The route back to Fern the Campervan required another climb to the high shoulder of Stob Coire an Laoigh before descending over the back of the ridge. Again, this is a surprisingly long walk out but one that we greatly enjoyed thanks to a huge multitude of wild mushrooms.
Although we were unable to identify the safe-to-eat mushrooms we were stunned – and frequently distracted – by the variety growing in Killiechonate Forest. (I am doing a wild mushroom foraging session this week so I can identify edible mushrooms in the future! It was so amazingly tempting.)
During our walk, which boasts the most fabulous views, we met a long stream of people. This is the busiest Munros walk we’ve had for a while. One group of four women were carrying overnight kit in heavy-looking rucksacks and had a plan to hike to Glen Nevis to camp before walking some of the neighbouring Mammores Munros the following day. We were impressed by their fitness. Carrying overnight rucksacks over multiple Munros is tough and we felt weedy in comparison as we sauntered along with our lightweight packed-for-the-day backpacks.
As we headed towards Munro three we passed Coulterfell and Harley walking the circuit the opposite way.
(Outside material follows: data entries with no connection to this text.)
use std::collections::HashMap;

use mesh_certs::{CertChain, DecodedCert};
use mesh_node::{NodeFactory, NodeKind, NodeParams};
use mesh_storage::client::RawChannel;
use mesh_storage::{GetEvent, StorageClient};
use mesh_types::{
    Clock, Cmp, FetchQuery, Filter, FilterValue, Match, NodeId1, PublicKey, SignatureOffloader,
    StoreRequest,
};
use serde_json::Value;

use crate::error::ServiceError;

fn pack(props: &mesh_types::NodeProps, signature: &[u8]) -> Vec<u8> {
    let mut image = props.image.0.clone();
    image.extend_from_slice(signature);
    image
}

fn owner_filter(public_key: &PublicKey) -> Filter {
    Filter {
        field: "owner".to_string(),
        operator: "eq".to_string(),
        cmp: Cmp::Eq,
        value: FilterValue::Bytes(public_key.0.to_vec()),
    }
}

/// Checks the remote's AuthCert's declared region/jurisdiction against this
/// connection's config via the same lock-constraint machinery `CertChain`
/// already uses for node matching (§4.10 step 5).
pub fn check_region_jurisdiction(
    cert_chain: &CertChain,
    cert: &DecodedCert,
    expected_region: &str,
    expected_jurisdiction: &str,
) -> Result<(), ServiceError> {
    let mut target = HashMap::new();
    target.insert("region".to_string(), Value::String(expected_region.to_string()));
    target.insert("jurisdiction".to_string(), Value::String(expected_jurisdiction.to_string()));
    let (ok, reason) = cert_chain.validate(cert, &target);
    if ok {
        Ok(())
    } else {
        Err(ServiceError::RegionMismatch(reason.unwrap_or_default()))
    }
}

/// Caches a verified AuthCert image as a CarrierNode so that re-validating
/// the same image doesn't re-store it: `{ owner: self, parentId: H(image),
/// refId: H(image), expireTime: now+3600 }` (§6.4). Fetches first; stores
/// and refetches only on a miss. A still-absent cert after the refetch means
/// it was destroyed (a destroy-node already landed on top of it) and the
/// handshake must fail (§7: "authCert destroyed (carrier absent)").
pub async fn validate_auth_cert<R, C>(
    storage: &StorageClient<R>,
    factory: &NodeFactory<C>,
    offloader: &dyn SignatureOffloader,
    self_public_key: &PublicKey,
    image: &[u8],
) -> Result<(), ServiceError>
where
    R: RawChannel,
    C: Clock,
{
    let ref_id = offloader.hash(image);

    if carrier_node_exists(storage, self_public_key, &ref_id).await {
        return Ok(());
    }

    let params = NodeParams {
        owner: Some(*self_public_key),
        parent_id: Some(NodeId1(ref_id)),
        ref_id: ref_id.to_vec(),
        body: image.to_vec(),
        expire_time: Some(factory.now_unix() + 3600),
        ..Default::default()
    };
    let (props, signature) = factory
        .build(NodeKind::Carrier, params, Some(self_public_key), offloader)
        .await?;
    let request = StoreRequest {
        nodes: vec![pack(&props, &signature)],
        source_public_key: self_public_key.0.to_vec(),
        target_public_key: Vec::new(),
        mute_msg_ids: Vec::new(),
        preserve_transient: false,
        batch_id: 0,
        has_more: false,
    };
    let response = storage.store(request);
    match response.once_any().await {
        GetEvent::Reply(r) if r.status.is_ok() => {}
        _ => return Err(ServiceError::CertDestroyed),
    }

    if carrier_node_exists(storage, self_public_key, &ref_id).await {
        Ok(())
    } else {
        Err(ServiceError::CertDestroyed)
    }
}

async fn carrier_node_exists<R: RawChannel>(
    storage: &StorageClient<R>,
    self_public_key: &PublicKey,
    ref_id: &[u8; 32],
) -> bool {
    let query = FetchQuery {
        depth: 1,
        parent_id: ref_id.to_vec(),
        r#match: vec![Match { node_type: b"carrier".to_vec(), filters: vec![owner_filter(self_public_key)], ..Match::default() }],
        ..FetchQuery::default()
    };
    let response = storage.fetch(mesh_types::FetchRequest { query, crdt: mesh_types::FetchCRDT::default() });
    match response.once_any().await {
        GetEvent::Reply(r) => r.status.is_ok() && !r.result.nodes.is_empty(),
        _ => false,
    }
}
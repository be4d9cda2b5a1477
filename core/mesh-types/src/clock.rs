use std::time::{SystemTime, UNIX_EPOCH};

use parking_lot::Mutex;

/// Abstracts "now" so that NodeFactory defaults and Service timestamps are
/// testable without sleeping real time.
pub trait Clock: Send + Sync {
    fn now_unix(&self) -> u64;
}

#[derive(Default)]
pub struct SystemClock;

impl Clock for SystemClock {
    fn now_unix(&self) -> u64 {
        SystemTime::now()
            .duration_since(UNIX_EPOCH)
            .expect("system clock before unix epoch")
            .as_secs()
    }
}

/// A clock that can be pinned to a fixed value for the duration of a test.
/// `freeze`/`unfreeze` nest: the most recent still-frozen value wins, and
/// unfreezing pops back to whatever was frozen before it (or to the real
/// clock once the stack empties).
pub struct TimeFreeze<C: Clock = SystemClock> {
    inner: C,
    stack: Mutex<Vec<u64>>,
}

impl TimeFreeze<SystemClock> {
    pub fn new() -> Self {
        Self {
            inner: SystemClock,
            stack: Mutex::new(Vec::new()),
        }
    }
}

impl Default for TimeFreeze<SystemClock> {
    fn default() -> Self {
        Self::new()
    }
}

impl<C: Clock> TimeFreeze<C> {
    pub fn with_clock(inner: C) -> Self {
        Self {
            inner,
            stack: Mutex::new(Vec::new()),
        }
    }

    pub fn freeze(&self, at: u64) {
        self.stack.lock().push(at);
    }

    pub fn unfreeze(&self) {
        self.stack.lock().pop();
    }

    pub fn is_frozen(&self) -> bool {
        !self.stack.lock().is_empty()
    }
}

impl<C: Clock> Clock for TimeFreeze<C> {
    fn now_unix(&self) -> u64 {
        if let Some(v) = self.stack.lock().last() {
            *v
        } else {
            self.inner.now_unix()
        }
    }
}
Drew said he was feeling good and planned to complete the four Munros in one day (he’d left Munro four, Stob Ban, as an option).
On the descent we passed two women. They had bagged two Munros while we had been walking the four but seemed delighted with their outing. One explained that she was recovering from a knee injury so the two Munros were enough for the day.
It was lovely to see so many people enjoying these stunning Munros – and in a way that suited their own ambitions.
The search for an evening meal
It was an English bank holiday weekend and restaurants and pubs were busy. Our favourite pub in the area, The Ben Nevis Inn, was full. We headed to another, at Roy Bridge. It was a disaster. Read about our Stonlossit Inn nightmare.
Day two and two more Munros
With tired legs from the previous day we decided that two Munros would be just about manageable. The G-Force suggested Chno Dearg and Stob Coire Sgriodain from Fersit, near Roy Bridge.
Under a hot sun we plodded an oft-sparse and long path to Stob Coire Sgriodain before walking the bealach to Chno Dearg. The rushing and frothing burns, wiht numerous waterfalls, that run close to the path are very beautiful.
While these Munros look like they will be a quick march of a day they should not be underestimated.
The steep climb to Stob Coire Sgriodain was also a little testing with aching thigh muscles but the views from the summit of both Munros are fabulous. In contrast to the previous day, we met only one other walker.
So, six more Munros brings my total to 154. Where will we head next?